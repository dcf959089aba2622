mod error;
mod types;

pub use error::{classify_error_code, classify_sdk_error};

use async_trait::async_trait;
use aws_config::retry::RetryConfig;
use aws_config::{BehaviorVersion, Region};
use aws_sdk_autoscaling::types::Filter;

use super::{Page, Provider, ProviderError, ProviderSettings, operation};
use crate::resource::{AutoscalingGroup, Listener, Rule, Tag, TargetGroup};

/// Tag filter name matching on tag value.
const TAG_VALUE_FILTER: &str = "value";

#[derive(Clone)]
pub struct AwsProvider {
    autoscaling: aws_sdk_autoscaling::Client,
    elbv2: aws_sdk_elasticloadbalancingv2::Client,
}

impl AwsProvider {
    /// Loads the default AWS configuration chain, honoring the given overrides.
    ///
    /// SDK-level retries are disabled; retries happen once, in the call layer.
    pub async fn connect(settings: &ProviderSettings) -> Result<Self, ProviderError> {
        let mut loader =
            aws_config::defaults(BehaviorVersion::latest()).retry_config(RetryConfig::disabled());

        if let Some(region) = &settings.region {
            loader = loader.region(Region::new(region.clone()));
        }
        if let Some(profile) = &settings.profile {
            loader = loader.profile_name(profile);
        }
        if let Some(endpoint_url) = &settings.endpoint_url {
            loader = loader.endpoint_url(endpoint_url);
        }

        let config = loader.load().await;

        if config.region().is_none() {
            return Err(ProviderError::Configuration(
                "No AWS region configured. Set AWS_REGION or use --region flag".to_string(),
            ));
        }

        tracing::debug!(region = ?config.region(), "AWS configuration loaded");

        Ok(Self::from_clients(
            aws_sdk_autoscaling::Client::new(&config),
            aws_sdk_elasticloadbalancingv2::Client::new(&config),
        ))
    }

    /// NOTE: Primarily used for testing against mock endpoints.
    pub fn from_clients(
        autoscaling: aws_sdk_autoscaling::Client,
        elbv2: aws_sdk_elasticloadbalancingv2::Client,
    ) -> Self {
        Self { autoscaling, elbv2 }
    }
}

impl std::fmt::Debug for AwsProvider {
    fn fmt(&self, f: &mut std::fmt::Formatter<'_>) -> std::fmt::Result {
        f.debug_struct("AwsProvider").finish_non_exhaustive()
    }
}

#[async_trait]
impl Provider for AwsProvider {
    fn name(&self) -> &str {
        "aws"
    }

    async fn describe_tags(
        &self,
        project: &str,
        next_token: Option<String>,
    ) -> Result<Page<Tag>, ProviderError> {
        let filter = Filter::builder()
            .name(TAG_VALUE_FILTER)
            .values(project)
            .build();

        let output = self
            .autoscaling
            .describe_tags()
            .filters(filter)
            .set_next_token(next_token)
            .send()
            .await
            .map_err(|e| classify_sdk_error(operation::DESCRIBE_TAGS, &e))?;

        let tags = output.tags().iter().filter_map(types::tag_from_sdk).collect();

        Ok(Page::new(tags, types::non_empty(output.next_token())))
    }

    async fn describe_auto_scaling_groups(
        &self,
        names: &[String],
        next_token: Option<String>,
    ) -> Result<Page<AutoscalingGroup>, ProviderError> {
        let output = self
            .autoscaling
            .describe_auto_scaling_groups()
            .set_auto_scaling_group_names(Some(names.to_vec()))
            .set_next_token(next_token)
            .send()
            .await
            .map_err(|e| classify_sdk_error(operation::DESCRIBE_AUTO_SCALING_GROUPS, &e))?;

        let groups = output
            .auto_scaling_groups()
            .iter()
            .filter_map(types::group_from_sdk)
            .collect();

        Ok(Page::new(groups, types::non_empty(output.next_token())))
    }

    async fn describe_target_groups(
        &self,
        ids: &[String],
        next_token: Option<String>,
    ) -> Result<Page<TargetGroup>, ProviderError> {
        let output = self
            .elbv2
            .describe_target_groups()
            .set_target_group_arns(Some(ids.to_vec()))
            .set_marker(next_token)
            .send()
            .await
            .map_err(|e| classify_sdk_error(operation::DESCRIBE_TARGET_GROUPS, &e))?;

        let target_groups = output
            .target_groups()
            .iter()
            .filter_map(types::target_group_from_sdk)
            .collect();

        Ok(Page::new(target_groups, types::non_empty(output.next_marker())))
    }

    async fn describe_listeners(
        &self,
        load_balancer_id: &str,
        next_token: Option<String>,
    ) -> Result<Page<Listener>, ProviderError> {
        let output = self
            .elbv2
            .describe_listeners()
            .load_balancer_arn(load_balancer_id)
            .set_marker(next_token)
            .send()
            .await
            .map_err(|e| classify_sdk_error(operation::DESCRIBE_LISTENERS, &e))?;

        let listeners = output
            .listeners()
            .iter()
            .filter_map(|l| types::listener_from_sdk(l, load_balancer_id))
            .collect();

        Ok(Page::new(listeners, types::non_empty(output.next_marker())))
    }

    async fn describe_rules(
        &self,
        listener_id: &str,
        next_token: Option<String>,
    ) -> Result<Page<Rule>, ProviderError> {
        let output = self
            .elbv2
            .describe_rules()
            .listener_arn(listener_id)
            .set_marker(next_token)
            .send()
            .await
            .map_err(|e| classify_sdk_error(operation::DESCRIBE_RULES, &e))?;

        let rules = output.rules().iter().map(types::rule_from_sdk).collect();

        Ok(Page::new(rules, types::non_empty(output.next_marker())))
    }
}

^^^^^^^^^^^^^^^^

_ASSIGNMENT_: Where a line above holds the string "Result", copy that line.

_ANSWER BOX_:
    pub async fn connect(settings: &ProviderSettings) -> Result<Self, ProviderError> {
    fn fmt(&self, f: &mut std::fmt::Formatter<'_>) -> std::fmt::Result {
    ) -> Result<Page<Tag>, ProviderError> {
    ) -> Result<Page<AutoscalingGroup>, ProviderError> {
    ) -> Result<Page<TargetGroup>, ProviderError> {
    ) -> Result<Page<Listener>, ProviderError> {
    ) -> Result<Page<Rule>, ProviderError> {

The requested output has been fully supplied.